Bu başlığı büyük adamlar gibi ustaca başından tutup sonuna kadar silkeleye silkeleye anlatıp tüm taşlarını dökmek isterdim. Lakin bunun için sabit bir akıl gerekir. Fikir değil, akıl. Aradaki farkı bilelim. Sabit fikir düşünemeyen, bir çeşit idraksızlık hali. Sabit akıl gelip geçen akımlara, fikirlere, ve tabii güzellere, tabi olmayan, başladığı noktayı bilen akıldır. Yukarıda bahsettiğimiz olay. Hayat her daim bir hengame olması ve yirmi birinci yüzyılın her türlü bilgiyi sanatı kültürü ve dahi her çeşit melekeyi birbirine bağlayan yapısından mütevellit zaten yeni şeylere son derece açığız. O kadar açığız ki savunmasızız. Zihin dünyamıza takılan her şey kendine bir yer buluyor. Benliğimize çarpan her şey karakterimizde kendine bir pay alıyor. İyi kötü demeden, yoğun bir etkileşim içindeyiz.

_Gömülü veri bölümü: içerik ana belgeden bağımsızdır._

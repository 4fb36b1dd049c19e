//! Error types for the catalog client.

use cloudtune_core::TuneError;
use thiserror::Error;

/// Errors that can occur when talking to the catalog backend.
#[derive(Error, Debug)]
pub enum CatalogClientError {
    /// HTTP request failed
    #[error("HTTP request failed: {0}")]
    Request(#[from] reqwest::Error),

    /// Backend is offline or unreachable
    #[error("Catalog unreachable: {0}")]
    Unreachable(String),

    /// Backend returned an error response
    #[error("Catalog error ({status}): {message}")]
    ServerError { status: u16, message: String },

    /// Invalid base URL
    #[error("Invalid catalog URL: {0}")]
    InvalidUrl(String),

    /// Failed to parse backend response
    #[error("Failed to parse response: {0}")]
    ParseError(String),

    /// Backend answered without a usable stream URL
    #[error("No stream URL for {id} from {source_id}: {message}")]
    MissingUrl {
        id: String,
        source_id: String,
        message: String,
    },
}

/// Result type for catalog client operations.
pub type Result<T> = std::result::Result<T, CatalogClientError>;

impl From<CatalogClientError> for TuneError {
    fn from(err: CatalogClientError) -> Self {
        match err {
            CatalogClientError::ServerError { status, message } => {
                TuneError::Catalog { status, message }
            }
            CatalogClientError::MissingUrl { id, source_id, .. } => {
                TuneError::MissingStreamUrl { id, source_id }
            }
            CatalogClientError::ParseError(msg) => TuneError::Parse(msg),
            CatalogClientError::InvalidUrl(msg) => TuneError::InvalidInput(msg),
            CatalogClientError::Unreachable(msg) => TuneError::Network(msg),
            CatalogClientError::Request(e) => TuneError::Network(e.to_string()),
        }
    }
}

                            

    Bu etkileşim içinde insanın kendini kaybetmesi ve yozlaşmaya başlaması, hissedilen kaybolmuşluk ile de huzursuz hissetmesi birbirlerini tetikleyen hadiseler. Çünkü günümüz gençliğinde kendisine takılan her şeyi bir düşünce eleğinde süzüp analiz edecek akıl yok. Evet yok. Bazıları benim eleğim var diye düşünüyor olabilir. O elek sizin kendi aklınızla tellerini ördüğünüz elek mi yoksa o da mı gelip geçerken birinin elinize tutuşturduğu elek mi bunu düşünmek lazım. Kimin akıl süzgeciyle düşünüyorsunuz?

Süzgeci de süzgeçten geçirmek, insanı kendi benliğinden bile geçirip en nihai özüne getirmek için yoğun bir bağlılık gerekir. Kendinize giden yollarda ne kadar köklü olursa olsun yabancı menşeili otları koparmak ve yolun gerçekten nereye gittiğini görmek; Yaratıcıya.

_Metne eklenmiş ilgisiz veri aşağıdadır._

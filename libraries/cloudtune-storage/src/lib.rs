//! CloudTune Storage
//!
//! Persistence for the two user collections, the playlist and the
//! favorites list.
//!
//! # Architecture
//!
//! - **Key-value seam**: every backend implements [`KeyValueStore`], a blob
//!   store with `get`/`set` and no transactional semantics
//! - **Backends**: [`MemoryStore`] for tests, [`FileStore`] for one JSON file
//!   per key on disk
//! - **Collections**: [`CollectionStore`] serializes track lists and recovers
//!   from missing or corrupt blobs by falling back to empty lists
//!
//! # Example
//!
//! ```rust
//! use cloudtune_core::{SourceId, Track};
//! use cloudtune_storage::{CollectionStore, MemoryStore};
//! use std::sync::Arc;
//!
//! let collections = CollectionStore::new(Arc::new(MemoryStore::new()));
//! assert!(collections.load_playlist().is_empty());
//!
//! let playlist = vec![Track::new("1", SourceId::QQ, "夜曲", "周杰伦")];
//! collections.save_playlist(&playlist).unwrap();
//! assert_eq!(collections.load_playlist(), playlist);
//! ```

mod collections;
mod error;
mod file;
mod kv;

pub use collections::{CollectionStore, FAVORITES_KEY, PLAYLIST_KEY};
pub use error::{Result, StorageError};
pub use file::FileStore;
pub use kv::{KeyValueStore, MemoryStore};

Bağlılık, aşkın aşık olduğu, alışkanlıktır. İnsan sevdiği şeylere bağlanmayı alışkanlık haline getirir. Bu yüzden insanın kendini keşfederken alışkanlıklarını bulup benliğini burada araması kaçınılmaz bir hatadır. Hissiyatın ağır bastığı bu tip vakalarda insanın, terazisinde akılın durduğu keseyi güçlendirmesi gerekir. Böylece, tefekkür gözü açılan benlik alışkanlıklarından daha rahat kurtulur. Bir başka deyişle, neyi neden yaptığını bilen insan yaptıklarını değiştirme gücü elde eder.

Bağlılık her zaman değiştirilmesi gereken bir şey de değildir. Olması gereken bağlılıklarımız da vardır ki bunları bizi temelde insan genelde de birey yapar. Lakin bu demek değildir ki bunları tefekkür etmeyeceğiz. Bilakis, bunların üstüne daha çok düşeceğiz ve biz tefekkür ettikçe onlar haklılıklarını ortaya çıkaracak, böylece sağlıklı ve yararlı olan bağlılıklarımıza hem meşru bir temel vermiş olacağız hem de büyüyüp serpilmeleri için geniş bir mana tarlası ekmiş olacağız.

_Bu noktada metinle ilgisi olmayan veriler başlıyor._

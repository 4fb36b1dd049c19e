//! Volume control with mute memory
//!
//! Volume is a linear fraction in 0.0-1.0. Muting remembers the level it
//! replaced so the next toggle can restore it.

use serde::{Deserialize, Serialize};

/// Volume restored by unmute when no earlier level is remembered
pub const DEFAULT_VOLUME: f32 = 0.7;

/// Volume controller
#[derive(Debug, Clone, PartialEq)]
pub struct Volume {
    /// Volume level (0.0-1.0)
    level: f32,

    /// Level saved by the last mute
    muted_previous: Option<f32>,
}

/// Coarse loudness bucket for volume icons
#[derive(Debug, Clone, Copy, PartialEq, Eq, Serialize, Deserialize)]
pub enum VolumeLevel {
    /// Silent
    Muted,
    /// Below half volume
    Low,
    /// Half volume or louder
    High,
}

impl Volume {
    /// Create new volume controller, clamping `level` to 0.0-1.0
    pub fn new(level: f32) -> Self {
        let level = if level.is_nan() { DEFAULT_VOLUME } else { level };
        Self {
            level: level.clamp(0.0, 1.0),
            muted_previous: None,
        }
    }

    /// Set volume level, clamped to 0.0-1.0
    ///
    /// Returns false and leaves the level unchanged for NaN.
    pub fn set_level(&mut self, level: f32) -> bool {
        if level.is_nan() {
            return false;
        }
        self.level = level.clamp(0.0, 1.0);
        true
    }

    /// Get current volume level
    pub fn level(&self) -> f32 {
        self.level
    }

    /// Level remembered by the last mute
    pub fn muted_previous(&self) -> Option<f32> {
        self.muted_previous
    }

    /// Check if silent
    pub fn is_muted(&self) -> bool {
        self.level == 0.0
    }

    /// Toggle mute state
    ///
    /// An audible level is remembered and replaced by silence; silence is
    /// replaced by the remembered level, or [`DEFAULT_VOLUME`].
    pub fn toggle_mute(&mut self) -> f32 {
        if self.level > 0.0 {
            self.muted_previous = Some(self.level);
            self.level = 0.0;
        } else {
            self.level = self
                .muted_previous
                .filter(|previous| *previous > 0.0)
                .unwrap_or(DEFAULT_VOLUME);
        }
        self.level
    }

    /// Icon bucket for the current level
    pub fn icon_level(&self) -> VolumeLevel {
        if self.level == 0.0 {
            VolumeLevel::Muted
        } else if self.level < 0.5 {
            VolumeLevel::Low
        } else {
            VolumeLevel::High
        }
    }
}

impl Default for Volume {
    fn default() -> Self {
        Self::new(DEFAULT_VOLUME)
    }
}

Bu kadar da değil. Besleyip büyüttüğümüz bu güzel bağlılıklarımız bizi ayakları yere basan bir insan yapacak. Sonra, o bağlılıklarımız bizi kuşatıp koruduğu zaman bahsi geçen yirmi birinci yüzyıl hengamesinde yürümeyi öğretecek. Yeni bir şeye maruz kaldığımız zaman onu nereye koymamız gerektiğini bileceğiz. Bize iyi olanları benliğimize katarak kendilik sınırımızı genişletecek, zararlı olanları da def ederek bireysel değerlerimizi korumamızı sağlayacak.

                                  individualism ile ilgili görsel sonucu


Sonra?

Sonrası hayat. Yaşamak. Özgürce yaşamak.